Hi everyone. I am new here but my head feels like it is about to explode. So, hope this all makes sense. I would really appreciate your thoughts and possible advice.
I was with my husband for about 15 years, and was married for 9 years before I left him. Prior to that we lived together. I was a student when we met, while he was dicorced with his own house. Eventually, we got married,the house stayed in his name and we agreed a financial situation where he paid for the mortgage and bills, while I paid for groceries, housekeeping, food etc.We both had fulltime jobs and enjoyed a really good lifestyle. I committed myself to the marriage and my home but it wasnt to be.
The relationship fell apart and I left him to go into rented property (not cheap where I live) I have just filed for divorce ( 2 year separation) and am now trying to sort out a financial settlement. During this separation,however, I built up some debts as I couldn't make ends meet. My husband doesn't feel I am entitled to a 50/50 split as he says that it was his house when I met him and not mine. He is offering a very low settlement figure . My solicitor says I should fight for what I am entitled to.
I don't want to take everything he has; I just want a chance to have a home of my own and to move on. There are no children involved and I am younger than him. I am not even bothered about his pension; it is far better than mine but would be happy to offset that for a fair settlement.
I don't want solicitors costs to spiral out of control and am worried that they will do so if we end up going to court. I am filling in form E and the whole process seems really scary.
Does anyone have any advice? Just finding this all so hard.

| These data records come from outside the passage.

//! Per-connection session state.
//!
//! A `Session` is the server half of one live WebSocket: identity from the
//! bearer token, the cached set of rooms the connection believes it is in,
//! and the bounded outbound queue its write loop drains. Producers (the hub
//! and domain operations) only ever enqueue without blocking; a full queue
//! marks the consumer as too slow to keep.

use std::collections::HashSet;
use std::sync::atomic::{AtomicU64, Ordering};
use std::sync::Arc;

use parking_lot::Mutex;
use tokio::sync::mpsc;

/// Outbound queue depth per connection. Enqueueing into a full queue gets the
/// session evicted rather than stalling the producer.
pub const OUTBOUND_QUEUE_CAPACITY: usize = 256;

static NEXT_CONN_ID: AtomicU64 = AtomicU64::new(1);

/// Why a non-blocking enqueue did not deliver.
#[derive(Debug, Clone, Copy, PartialEq, Eq)]
pub enum EnqueueError {
    /// Queue at capacity; the session is a slow consumer.
    Full,
    /// Queue already closed; the session is shutting down.
    Closed,
}

pub struct Session {
    /// Distinguishes this connection from a later one by the same user, so a
    /// displaced session's late unregister cannot remove its successor.
    pub conn_id: u64,
    pub user_id: String,
    pub username: String,
    rooms: Mutex<HashSet<String>>,
    sender: Mutex<Option<mpsc::Sender<String>>>,
}

impl Session {
    /// Build a session plus the receiving end of its outbound queue, which
    /// the connection's write loop takes ownership of.
    pub fn new(
        user_id: String,
        username: String,
        rooms: HashSet<String>,
    ) -> (Arc<Self>, mpsc::Receiver<String>) {
        let (tx, rx) = mpsc::channel(OUTBOUND_QUEUE_CAPACITY);
        let session = Arc::new(Self {
            conn_id: NEXT_CONN_ID.fetch_add(1, Ordering::Relaxed),
            user_id,
            username,
            rooms: Mutex::new(rooms),
            sender: Mutex::new(Some(tx)),
        });
        (session, rx)
    }

    pub fn is_subscribed(&self, room_id: &str) -> bool {
        self.rooms.lock().contains(room_id)
    }

    pub fn subscribe(&self, room_id: &str) {
        self.rooms.lock().insert(room_id.to_string());
    }

    pub fn unsubscribe(&self, room_id: &str) {
        self.rooms.lock().remove(room_id);
    }

    pub fn room_ids(&self) -> Vec<String> {
        self.rooms.lock().iter().cloned().collect()
    }

    /// Non-blocking enqueue of an encoded frame.
    pub fn try_enqueue(&self, frame: String) -> Result<(), EnqueueError> {
        let sender = self.sender.lock();
        let Some(tx) = sender.as_ref() else {
            return Err(EnqueueError::Closed);
        };
        tx.try_send(frame).map_err(|err| match err {
            mpsc::error::TrySendError::Full(_) => EnqueueError::Full,
            mpsc::error::TrySendError::Closed(_) => EnqueueError::Closed,
        })
    }

    /// Close the outbound queue. The write loop drains whatever is already
    /// queued, observes the closed channel, and exits; later enqueues report
    /// `Closed` and the frame is dropped. Idempotent.
    pub fn close_queue(&self) {
        self.sender.lock().take();
    }

    pub fn is_closed(&self) -> bool {
        self.sender.lock().is_none()
    }
}

impl std::fmt::Debug for Session {
    fn fmt(&self, f: &mut std::fmt::Formatter<'_>) -> std::fmt::Result {
        f.debug_struct("Session")
            .field("conn_id", &self.conn_id)
            .field("user_id", &self.user_id)
            .field("rooms", &self.rooms.lock().len())
            .field("closed", &self.is_closed())
            .finish()
    }
}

9 Years of marraige with no children where he can show he paid the mortgage with no contribution from you, would probably not entitle you to a lot. Try mediation to agree a settlement and avoid solicitors as they will eat up any settlement you get.
Ancillary relief after divorce is a complicated subject and there are a number of factors a Court needs to consider.
One of these, which you have no mentioned, is incomes. You don't say how much each of you earns, and if you have consulted a solicitor, I assume (s)he will have advised you whether you might have any claim to maintenance for yourself. This could come into play if there was a significant disparity in your incomes ( as a rule of thumb, if his income is more than twice yours ).
Pensions is another difficult area and I don't claim to understand them, but certainly there is the possibility of a claim if his pension is much higher than yours, but you imply that you might be willing to trade that off for a better share in the house. That is indeed what many women in fact do, trading off long term security against their immediate need for housing.
As to the home - well, the fact that the property is in his name doesn't matter all that much in itself. The longer a marriage lasts, the greater will be the presumption of an equal split. I myself would guess that your share would be between 40 and 50% on the basis of the facts you have given me. I assume your solicitor must have given you his/her ideas, and it would be interesting to see how our ideas compare. But he or she has more facts than I do !
You are quite right, madam, to be thinking about the question of costs. You need to balance what you might achieve against the costs of achieving it. It is perfectly proper, and sensible too, I would say, for you to ask your solicitor how much this might cost you to go to a full hearing. It looks to me as though your husband is offering you a low figure in the hope you will settle rather than fight. If he realises that you aren't buying it, then it is possible he might come up with a better offer ; and maybe your solicitor is telling you the same, perhaps in another way. From what you tell me, I think you are some way apart, but the gap may narrow.
I suspect this is enough to start with and no doubt other posters will add their tuppence ha'penny worth, but the law at the moment is rather uncertain and difficult to predict even for professionals. If the Court of Appeal are saying this then what chance have we ordinary mortals got ?
Over time I was made to feel that I never contributed anything and that my contributions were not as important as his. He has sent me several aggressive emails telling me that I only deserve about 5% of the assets. Could he get his solicitor to argue this in court? We were in different circumstances when we met; I never had a chance to own my own property as I invested my life in him. Thought it was forever. Now, I find that I have no secure home and debts. It just feels so awful.
It's worrying me that he'll find out I have debts that have built up since I left.Though we earn similar wages, he has no idea about my renting costs and that I have had to move several times as renting is plagued with problems. His mortgage repayment is low but when I asked him to consider remortgaging the house, he reacted badly.
I am considering mediation (Thanks dun for your comment) but again, the costs are a concern, especially if he still won't conceed that I need a fairer outcome from this mess.